§ What you should do
Each entry has to be printed again exactly.

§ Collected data
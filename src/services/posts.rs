use super::bulk::{self, BulkReport};
use super::categories::category_exists;
use super::error::ServiceError;
use super::slug::generate_post_slug;
use super::tags::tag_exists;
use super::thumbnails::{self, ThumbnailStore};
use super::validation::{parse_id, required_name, ValidationErrors};
use crate::models::{Category, Post, PostForm, PostStats, PostStatus, PostWithRelations, Tag};
use crate::Database;
use anyhow::{bail, Result};
use rusqlite::{Connection, OptionalExtension, Row};
use std::collections::HashMap;

pub(crate) const POST_COLUMNS: &str =
    "p.id, p.title, p.slug, p.content, p.thumbnail, p.status, p.category_id, p.created_at, p.updated_at";

const MAX_SLUG_ATTEMPTS: usize = 16;

pub(crate) fn row_to_post(row: &Row) -> rusqlite::Result<Post> {
    Ok(Post {
        id: row.get(0)?,
        title: row.get(1)?,
        slug: row.get(2)?,
        content: row.get(3)?,
        thumbnail: row.get(4)?,
        status: row
            .get::<_, String>(5)?
            .parse()
            .unwrap_or(PostStatus::Draft),
        category_id: row.get(6)?,
        created_at: row.get(7)?,
        updated_at: row.get(8)?,
    })
}

/// A post form that passed validation.
#[derive(Debug)]
pub struct ValidatedPost {
    pub title: String,
    pub content: Option<String>,
    pub status: PostStatus,
    pub category_id: Option<i64>,
    pub tag_ids: Vec<i64>,
    pub thumbnail: Option<Vec<u8>>,
}

/// Validates every field and reports all problems at once.
pub fn validate_post_form(
    db: &Database,
    form: &PostForm,
    max_thumbnail_bytes: usize,
) -> Result<ValidatedPost> {
    let mut errors = ValidationErrors::new();

    let title = required_name(&mut errors, "title", form.title.as_deref());

    let content = form
        .content
        .as_deref()
        .filter(|c| !c.trim().is_empty())
        .map(ammonia::clean);

    let status = match form.status.as_deref().map(str::trim).filter(|s| !s.is_empty()) {
        None => {
            errors.add("status", "The status field is required.");
            None
        }
        Some(raw) => match raw.parse::<PostStatus>() {
            Ok(status) => Some(status),
            Err(()) => {
                errors.add("status", "The selected status is invalid.");
                None
            }
        },
    };

    let category_id = match form.category_id.as_deref().map(parse_id) {
        None | Some(Ok(None)) => None,
        Some(Ok(Some(id))) => {
            if category_exists(db, id)? {
                Some(id)
            } else {
                errors.add("category_id", "The selected category id is invalid.");
                None
            }
        }
        Some(Err(())) => {
            errors.add("category_id", "The selected category id is invalid.");
            None
        }
    };

    let mut tag_ids = Vec::with_capacity(form.tags.len());
    for (index, raw) in form.tags.iter().enumerate() {
        let valid = match parse_id(raw) {
            Ok(None) => continue,
            Ok(Some(id)) => tag_exists(db, id)?.then_some(id),
            Err(()) => None,
        };
        match valid {
            Some(id) if !tag_ids.contains(&id) => tag_ids.push(id),
            Some(_) => {}
            None => errors.add(
                format!("tags.{}", index),
                format!("The selected tags.{} is invalid.", index),
            ),
        }
    }

    let thumbnail = match &form.thumbnail {
        Some(upload) if !upload.data.is_empty() => {
            if !thumbnails::is_image(&upload.data) {
                errors.add("thumbnail", "The thumbnail field must be an image.");
            }
            if upload.data.len() > max_thumbnail_bytes {
                errors.add(
                    "thumbnail",
                    format!(
                        "The thumbnail field must not be greater than {} kilobytes.",
                        max_thumbnail_bytes / 1024
                    ),
                );
            }
            Some(upload.data.clone())
        }
        _ => None,
    };

    errors.into_result()?;

    match (title, status) {
        (Some(title), Some(status)) => Ok(ValidatedPost {
            title,
            content,
            status,
            category_id,
            tag_ids,
            thumbnail,
        }),
        _ => bail!("post form validated without a title or status"),
    }
}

§ Result
filename src/services/posts.rs
use super::bulk::{self, BulkReport};
use super::categories::category_exists;
use super::error::ServiceError;
use super::slug::generate_post_slug;
use super::tags::tag_exists;
use super::thumbnails::{self, ThumbnailStore};
use super::validation::{parse_id, required_name, ValidationErrors};
use crate::models::{Category, Post, PostForm, PostStats, PostStatus, PostWithRelations, Tag};
use crate::Database;
use anyhow::{bail, Result};
use rusqlite::{Connection, OptionalExtension, Row};
use std::collections::HashMap;

pub(crate) const POST_COLUMNS: &str =
    "p.id, p.title, p.slug, p.content, p.thumbnail, p.status, p.category_id, p.created_at, p.updated_at";

const MAX_SLUG_ATTEMPTS: usize = 16;

pub(crate) fn row_to_post(row: &Row) -> rusqlite::Result<Post> {
    Ok(Post {
        id: row.get(0)?,
        title: row.get(1)?,
        slug: row.get(2)?,
        content: row.get(3)?,
        thumbnail: row.get(4)?,
        status: row
            .get::<_, String>(5)?
            .parse()
            .unwrap_or(PostStatus::Draft),
        category_id: row.get(6)?,
        created_at: row.get(7)?,
        updated_at: row.get(8)?,
    })
}

/// A post form that passed validation.
#[derive(Debug)]
pub struct ValidatedPost {
    pub title: String,
    pub content: Option<String>,
    pub status: PostStatus,
    pub category_id: Option<i64>,
    pub tag_ids: Vec<i64>,
    pub thumbnail: Option<Vec<u8>>,
}

/// Validates every field and reports all problems at once.
pub fn validate_post_form(
    db: &Database,
    form: &PostForm,
    max_thumbnail_bytes: usize,
) -> Result<ValidatedPost> {
    let mut errors = ValidationErrors::new();

    let title = required_name(&mut errors, "title", form.title.as_deref());

    let content = form
        .content
        .as_deref()
        .filter(|c| !c.trim().is_empty())
        .map(ammonia::clean);

    let status = match form.status.as_deref().map(str::trim).filter(|s| !s.is_empty()) {
        None => {
            errors.add("status", "The status field is required.");
            None
        }
        Some(raw) => match raw.parse::<PostStatus>() {
            Ok(status) => Some(status),
            Err(()) => {
                errors.add("status", "The selected status is invalid.");
                None
            }
        },
    };

    let category_id = match form.category_id.as_deref().map(parse_id) {
        None | Some(Ok(None)) => None,
        Some(Ok(Some(id))) => {
            if category_exists(db, id)? {
                Some(id)
            } else {
                errors.add("category_id", "The selected category id is invalid.");
                None
            }
        }
        Some(Err(())) => {
            errors.add("category_id", "The selected category id is invalid.");
            None
        }
    };

    let mut tag_ids = Vec::with_capacity(form.tags.len());
    for (index, raw) in form.tags.iter().enumerate() {
        let valid = match parse_id(raw) {
            Ok(None) => continue,
            Ok(Some(id)) => tag_exists(db, id)?.then_some(id),
            Err(()) => None,
        };
        match valid {
            Some(id) if !tag_ids.contains(&id) => tag_ids.push(id),
            Some(_) => {}
            None => errors.add(
                format!("tags.{}", index),
                format!("The selected tags.{} is invalid.", index),
            ),
        }
    }

    let thumbnail = match &form.thumbnail {
        Some(upload) if !upload.data.is_empty() => {
            if !thumbnails::is_image(&upload.data) {
                errors.add("thumbnail", "The thumbnail field must be an image.");
            }
            if upload.data.len() > max_thumbnail_bytes {
                errors.add(
                    "thumbnail",
                    format!(
                        "The thumbnail field must not be greater than {} kilobytes.",
                        max_thumbnail_bytes / 1024
                    ),
                );
            }
            Some(upload.data.clone())
        }
        _ => None,
    };

    errors.into_result()?;

    match (title, status) {
        (Some(title), Some(status)) => Ok(ValidatedPost {
            title,
            content,
            status,
            category_id,
            tag_ids,
            thumbnail,
        }),
        _ => bail!("post form validated without a title or status"),
    }
}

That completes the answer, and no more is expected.